Collected data:
=== Begin Enclosure ===

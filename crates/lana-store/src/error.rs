//! # Store Error Types
//!
//! The error kinds a caller of the basket store can observe.
//!
//! ## Error Classes
//! ```text
//! ┌────────────────────┬──────────────────────┬──────────────────────────┐
//! │ StoreError         │ ErrorClass           │ Typical HTTP mapping     │
//! ├────────────────────┼──────────────────────┼──────────────────────────┤
//! │ NotFound           │ MissingResource      │ 404                      │
//! │ InvalidProduct     │ InvalidInput         │ 400                      │
//! │ InvalidQuantity    │ InvalidInput         │ 400                      │
//! │ PromotionFailure   │ Internal             │ 500                      │
//! │ TotalOverflow      │ Internal             │ 500                      │
//! └────────────────────┴──────────────────────┴──────────────────────────┘
//! ```
//!
//! Every error is terminal for the operation that raised it. None of them is
//! transient, so nothing here is worth retrying.

use lana_core::{CoreError, PromotionError};
use thiserror::Error;

/// Result type alias for store operations.
pub type StoreResult<T> = Result<T, StoreError>;

/// Errors raised by [`BasketStore`](crate::BasketStore) and
/// [`BasketHandle`](crate::BasketHandle).
#[derive(Debug, Clone, PartialEq, Eq, Error)]
pub enum StoreError {
    /// No basket with this id is registered.
    #[error("Basket not found")]
    NotFound(String),

    /// Product code unknown to the catalog. The basket is unchanged.
    #[error("Invalid product: {0}")]
    InvalidProduct(String),

    /// Negative amount, or an amount that would overflow the line quantity.
    #[error("Invalid quantity: {0}")]
    InvalidQuantity(String),

    /// A promotion rule failed; no total was produced.
    #[error("Promotion failure: {0}")]
    PromotionFailure(#[from] PromotionError),

    /// The basket subtotal does not fit in the money type.
    #[error("Basket total overflowed")]
    TotalOverflow,
}

/// Coarse classification of [`StoreError`] for boundary layers.
#[derive(Debug, Clone, Copy, PartialEq, Eq)]
pub enum ErrorClass {
    MissingResource,
    InvalidInput,
    Internal,
}

impl StoreError {
    pub fn class(&self) -> ErrorClass {
        match self {
            StoreError::NotFound(_) => ErrorClass::MissingResource,
            StoreError::InvalidProduct(_) | StoreError::InvalidQuantity(_) => {
                ErrorClass::InvalidInput
            }
            StoreError::PromotionFailure(_) | StoreError::TotalOverflow => ErrorClass::Internal,
        }
    }
}

impl From<CoreError> for StoreError {
    fn from(err: CoreError) -> Self {
        match err {
            CoreError::ProductNotFound(code) => StoreError::InvalidProduct(code),
            err @ CoreError::QuantityOverflow { .. } => StoreError::InvalidQuantity(err.to_string()),
            CoreError::Validation(e) => StoreError::InvalidQuantity(e.to_string()),
            CoreError::Promotion(e) => StoreError::PromotionFailure(e),
            CoreError::TotalOverflow => StoreError::TotalOverflow,
        }
    }
}

#[cfg(test)]
mod tests {
    use super::*;
    use lana_core::ValidationError;

    #[test]
    fn test_not_found_message() {
        // Clients match on this exact text
        let err = StoreError::NotFound("123".to_string());
        assert_eq!(err.to_string(), "Basket not found");
    }

    #[test]
    fn test_core_error_mapping() {
        let err: StoreError = CoreError::ProductNotFound("Rocket Fuel".to_string()).into();
        assert_eq!(err, StoreError::InvalidProduct("Rocket Fuel".to_string()));

        let err: StoreError = CoreError::Validation(ValidationError::MustBeNonNegative {
            field: "count".to_string(),
        })
        .into();
        assert_eq!(
            err,
            StoreError::InvalidQuantity("count must not be negative".to_string())
        );

        let promotion = PromotionError::Overflow {
            code: "PEN".to_string(),
        };
        let err: StoreError = CoreError::Promotion(promotion.clone()).into();
        assert_eq!(err, StoreError::PromotionFailure(promotion));
    }

    #[test]
    fn test_error_classes() {
        assert_eq!(
            StoreError::NotFound("x".into()).class(),
            ErrorClass::MissingResource
        );
        assert_eq!(
            StoreError::InvalidProduct("x".into()).class(),
            ErrorClass::InvalidInput
        );
        assert_eq!(
            StoreError::InvalidQuantity("x".into()).class(),
            ErrorClass::InvalidInput
        );
        assert_eq!(StoreError::TotalOverflow.class(), ErrorClass::Internal);
    }
}
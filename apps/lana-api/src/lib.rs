//! # Lana API
//!
//! HTTP boundary for Lana Checkout: configuration, error mapping and the
//! axum router over a shared [`BasketStore`](lana_store::BasketStore).
//!
//! ## Architecture
//! ```text
//! ┌─────────────────────────────────────────────────────────────────────────┐
//! │                          Lana API Server                                │
//! │                                                                         │
//! │  Client ───► HTTP (8080) ───► routes ───► BasketStore ───► lana-core    │
//! │                                 │                                       │
//! │                                 ▼                                       │
//! │                             ApiError                                    │
//! │                       {"code", "message"}                               │
//! └─────────────────────────────────────────────────────────────────────────┘
//! ```

pub mod config;
pub mod error;
pub mod routes;

pub use config::{ApiConfig, ConfigError};
pub use error::{ApiError, ApiResult, ErrorCode};
pub use routes::{router, AppState};
//! # Promotion Engine
//!
//! Discount rules evaluated against a basket's line items.
//!
//! ## Evaluation Flow
//! ```text
//! ┌─────────────────────────────────────────────────────────────────────────┐
//! │                     Basket Total Computation                            │
//! │                                                                         │
//! │  items ──► Σ unit_price × quantity ─────────────────┐  raw total       │
//! │    │                                                 │                  │
//! │    ├──► promotions[0].evaluate(items) ──► discounts ─┤                  │
//! │    ├──► promotions[1].evaluate(items) ──► discounts ─┤  (subtracted)    │
//! │    └──► ...                                          │                  │
//! │                                                      ▼                  │
//! │                                                payable total           │
//! │                                                                         │
//! │  First Err(PromotionError) aborts the whole computation.               │
//! └─────────────────────────────────────────────────────────────────────────┘
//! ```
//!
//! Promotions are plain values: they hold no state, never touch the items
//! they inspect, and can be shared by every basket.

use std::collections::HashMap;

use serde::{Deserialize, Serialize};

use crate::catalog::{PEN, TSHIRT};
use crate::error::PromotionError;
use crate::money::Money;
use crate::types::LineItem;

// =============================================================================
// Discount
// =============================================================================

/// A named deduction from the raw basket total.
///
/// Produced fresh on every evaluation; never stored in a basket.
#[derive(Debug, Clone, PartialEq, Eq, Serialize, Deserialize)]
pub struct Discount {
    pub description: String,
    pub amount: Money,
}

// =============================================================================
// Promotion
// =============================================================================

/// A discount rule.
///
/// ## Variants
/// ```text
/// ┌────────────────────────┬──────────────────────────────────────────────┐
/// │ BuyXGetYFree           │ every `buy_qty` units, `free_qty` are free    │
/// │   PEN, 2, 1            │ 5 pens → 2 × 1 free = €10.00 off              │
/// ├────────────────────────┼──────────────────────────────────────────────┤
/// │ BulkPercentageOff      │ at `min_qty` or more units, `percent` off     │
/// │   TSHIRT, 3, 25        │ EVERY unit, not only those above the minimum  │
/// └────────────────────────┴──────────────────────────────────────────────┘
/// ```
#[derive(Debug, Clone, PartialEq, Eq, Serialize, Deserialize)]
#[serde(tag = "kind", rename_all = "snake_case")]
pub enum Promotion {
    BuyXGetYFree {
        product_code: String,
        buy_qty: i64,
        free_qty: i64,
    },
    BulkPercentageOff {
        product_code: String,
        min_qty: i64,
        percent: u32,
    },
}

impl Promotion {
    pub fn buy_x_get_y_free(product_code: impl Into<String>, buy_qty: i64, free_qty: i64) -> Self {
        Promotion::BuyXGetYFree {
            product_code: product_code.into(),
            buy_qty,
            free_qty,
        }
    }

    pub fn bulk_percentage_off(product_code: impl Into<String>, min_qty: i64, percent: u32) -> Self {
        Promotion::BulkPercentageOff {
            product_code: product_code.into(),
            min_qty,
            percent,
        }
    }

    /// The promotions every new Lana basket starts with:
    /// buy 2 pens get 1 free, and 25% off 3 or more t-shirts.
    pub fn default_set() -> Vec<Promotion> {
        vec![
            Promotion::buy_x_get_y_free(PEN, 2, 1),
            Promotion::bulk_percentage_off(TSHIRT, 3, 25),
        ]
    }

    /// Product the rule applies to.
    pub fn product_code(&self) -> &str {
        match self {
            Promotion::BuyXGetYFree { product_code, .. }
            | Promotion::BulkPercentageOff { product_code, .. } => product_code,
        }
    }

    /// Checks the rule parameters without looking at any basket.
    pub fn validate(&self) -> Result<(), PromotionError> {
        match self {
            Promotion::BuyXGetYFree {
                product_code,
                buy_qty,
                free_qty,
            } => {
                if *buy_qty <= 0 {
                    return Err(PromotionError::InvalidBuyQuantity {
                        code: product_code.clone(),
                        buy_qty: *buy_qty,
                    });
                }
                if *free_qty <= 0 {
                    return Err(PromotionError::InvalidFreeQuantity {
                        code: product_code.clone(),
                        free_qty: *free_qty,
                    });
                }
                Ok(())
            }
            Promotion::BulkPercentageOff {
                product_code,
                percent,
                ..
            } => {
                if *percent == 0 || *percent > 100 {
                    return Err(PromotionError::InvalidPercentage {
                        code: product_code.clone(),
                        percent: *percent,
                    });
                }
                Ok(())
            }
        }
    }

    /// Computes the discounts this rule grants on `items`.
    ///
    /// Returns an empty list when the product is absent or below the
    /// threshold. A misconfigured rule fails even on an empty basket.
    pub fn evaluate(&self, items: &HashMap<String, LineItem>) -> Result<Vec<Discount>, PromotionError> {
        self.validate()?;

        let Some(item) = items.get(self.product_code()) else {
            return Ok(Vec::new());
        };

        match self {
            Promotion::BuyXGetYFree {
                product_code,
                buy_qty,
                free_qty,
            } => {
                if item.quantity < *buy_qty {
                    return Ok(Vec::new());
                }
                let multiples = item.quantity / buy_qty;
                let amount = free_qty
                    .checked_mul(multiples)
                    .and_then(|free_units| item.product.price.checked_multiply_quantity(free_units))
                    .ok_or_else(|| PromotionError::Overflow {
                        code: product_code.clone(),
                    })?;

                Ok(vec![Discount {
                    description: format!(
                        "Buy {} {} and get {} Free",
                        buy_qty, item.product.name, free_qty
                    ),
                    amount,
                }])
            }
            Promotion::BulkPercentageOff {
                product_code,
                min_qty,
                percent,
            } => {
                if item.quantity < *min_qty {
                    return Ok(Vec::new());
                }
                let amount = item
                    .product
                    .price
                    .checked_multiply_quantity(item.quantity)
                    .ok_or_else(|| PromotionError::Overflow {
                        code: product_code.clone(),
                    })?
                    .percentage(*percent);

                Ok(vec![Discount {
                    description: format!(
                        "Buy {} or more {} get {}% off",
                        min_qty, item.product.name, percent
                    ),
                    amount,
                }])
            }
        }
    }
}

/// Evaluates `promotions` in order and concatenates their discounts.
///
/// Stops at the first failing promotion; discounts gathered so far are
/// dropped.
pub fn evaluate_all(
    promotions: &[Promotion],
    items: &HashMap<String, LineItem>,
) -> Result<Vec<Discount>, PromotionError> {
    let mut discounts = Vec::new();
    for promotion in promotions {
        discounts.extend(promotion.evaluate(items)?);
    }
    Ok(discounts)
}

// =============================================================================
// Unit Tests
// =============================================================================
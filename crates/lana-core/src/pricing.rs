//! # Pricing
//!
//! Turns a set of line items plus a promotion sequence into a payable total.
//!
//! ```text
//! total = Σ(unit_price × quantity) − Σ(discount.amount)
//! ```
//!
//! The computation is a pure function of its inputs, so two calls on the same
//! basket state always agree to the cent.

use std::collections::HashMap;

use serde::Serialize;

use crate::error::{CoreError, CoreResult};
use crate::money::Money;
use crate::promotion::{evaluate_all, Discount, Promotion};
use crate::types::LineItem;

/// Result of pricing a basket.
#[derive(Debug, Clone, PartialEq, Eq, Serialize)]
pub struct Totals {
    /// Sum of line totals before promotions.
    pub subtotal: Money,
    /// Discount lines, in promotion order.
    pub discounts: Vec<Discount>,
    /// `subtotal` minus every discount.
    pub total: Money,
}

impl Totals {
    /// Sum of all discount amounts.
    pub fn discount_total(&self) -> Money {
        self.discounts.iter().map(|d| d.amount).sum()
    }
}

/// Prices `items` under `promotions`.
///
/// ## Errors
/// - [`CoreError::Promotion`] from the first failing promotion; no partial
///   total is returned
/// - [`CoreError::TotalOverflow`] when line totals exceed the money range
pub fn price_items(
    items: &HashMap<String, LineItem>,
    promotions: &[Promotion],
) -> CoreResult<Totals> {
    let mut subtotal = Money::zero();
    for item in items.values() {
        subtotal = item
            .product
            .price
            .checked_multiply_quantity(item.quantity)
            .and_then(|line| subtotal.checked_add(line))
            .ok_or(CoreError::TotalOverflow)?;
    }

    let discounts = evaluate_all(promotions, items)?;

    let mut total = subtotal;
    for discount in &discounts {
        total = Money::from_cents(
            total
                .cents()
                .checked_sub(discount.amount.cents())
                .ok_or(CoreError::TotalOverflow)?,
        );
    }

    Ok(Totals {
        subtotal,
        discounts,
        total,
    })
}

// =============================================================================
// Unit Tests
// =============================================================================
//! # Basket Handle
//!
//! The public face of a basket. This is the only way callers outside the
//! store read or change basket contents.
//!
//! ## Operation Flow
//! ```text
//! ┌─────────────────────────────────────────────────────────────────────────┐
//! │  handle.add_item(PEN × 2)                                               │
//! │       │                                                                 │
//! │       ▼                                                                 │
//! │  registry.read() ── id missing? ──► Err(NotFound)                       │
//! │       │                                                                 │
//! │       ▼                                                                 │
//! │  basket.items.write() ── accumulate ──► Ok(new quantity)                │
//! │       │                                                                 │
//! │       ▼                                                                 │
//! │  both guards released                                                   │
//! └─────────────────────────────────────────────────────────────────────────┘
//! ```
//!
//! A handle carries nothing but the id and the store it came from, so it
//! can be cloned freely and outlive the basket; every call re-resolves the
//! id.

use std::sync::Arc;

use lana_core::{Discount, Money, ProductItem, Totals};
use tracing::{debug, warn};

use crate::error::{ErrorClass, StoreError, StoreResult};
use crate::registry::BasketStore;

/// Reference to a basket in a [`BasketStore`].
#[derive(Debug, Clone)]
pub struct BasketHandle {
    id: String,
    store: Arc<BasketStore>,
}

impl BasketHandle {
    pub(crate) fn new(id: String, store: Arc<BasketStore>) -> Self {
        BasketHandle { id, store }
    }

    /// Basket identifier, for future lookups.
    pub fn id(&self) -> &str {
        &self.id
    }

    /// Current line items as `{product, count}` pairs. Order is unspecified.
    pub fn items(&self) -> StoreResult<Vec<ProductItem>> {
        self.store.with_basket(&self.id, |basket| Ok(basket.items()))
    }

    /// Adds `item.count` units of `item.product` and returns the resulting
    /// quantity of that product.
    ///
    /// ## Errors
    /// - `NotFound` if the basket no longer exists
    /// - `InvalidProduct` if the catalog doesn't carry the product
    /// - `InvalidQuantity` for a negative count or a quantity overflow
    ///
    /// On error the basket is left untouched.
    pub fn add_item(&self, item: &ProductItem) -> StoreResult<i64> {
        let result = self.store.with_basket(&self.id, |basket| {
            basket
                .add_item(self.store.catalog(), &item.product, item.count)
                .map_err(StoreError::from)
        });

        match &result {
            Ok(quantity) => debug!(
                basket_id = %self.id,
                product = %item.product,
                count = item.count,
                quantity = *quantity,
                "Item added"
            ),
            Err(StoreError::NotFound(_)) => {}
            Err(e) => warn!(
                basket_id = %self.id,
                product = %item.product,
                error = %e,
                "Item rejected"
            ),
        }
        result
    }

    /// Subtotal, discount lines and payable total, computed together.
    pub fn totals(&self) -> StoreResult<Totals> {
        let result = self
            .store
            .with_basket(&self.id, |basket| basket.totals().map_err(StoreError::from));

        if let Err(e) = &result {
            if e.class() == ErrorClass::Internal {
                warn!(basket_id = %self.id, error = %e, "Total computation failed");
            }
        }
        result
    }

    /// Amount to be paid for the basket after promotions.
    pub fn total(&self) -> StoreResult<Money> {
        self.totals().map(|totals| totals.total)
    }

    /// Discount lines the basket's promotions currently grant.
    pub fn discounts(&self) -> StoreResult<Vec<Discount>> {
        self.totals().map(|totals| totals.discounts)
    }

    /// Items and totals observed at the same instant.
    pub fn snapshot(&self) -> StoreResult<BasketSnapshot> {
        let result = self.store.with_basket(&self.id, |basket| {
            basket.snapshot().map_err(StoreError::from)
        });

        match result {
            Ok((items, totals)) => Ok(BasketSnapshot {
                id: self.id.clone(),
                items,
                totals,
            }),
            Err(e) => {
                if e.class() == ErrorClass::Internal {
                    warn!(basket_id = %self.id, error = %e, "Total computation failed");
                }
                Err(e)
            }
        }
    }
}

/// Consistent view of a basket.
#[derive(Debug, Clone, PartialEq, Eq)]
pub struct BasketSnapshot {
    pub id: String,
    pub items: Vec<ProductItem>,
    pub totals: Totals,
}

=== End Enclosure ===

**WORK INSTRUCTION:** Each line containing the word "ApiError" needs to be copied from the data above.

**OUTPUT OF THE EXERCISE:**
//! │                             ApiError                                    │
pub use error::{ApiError, ApiResult, ErrorCode};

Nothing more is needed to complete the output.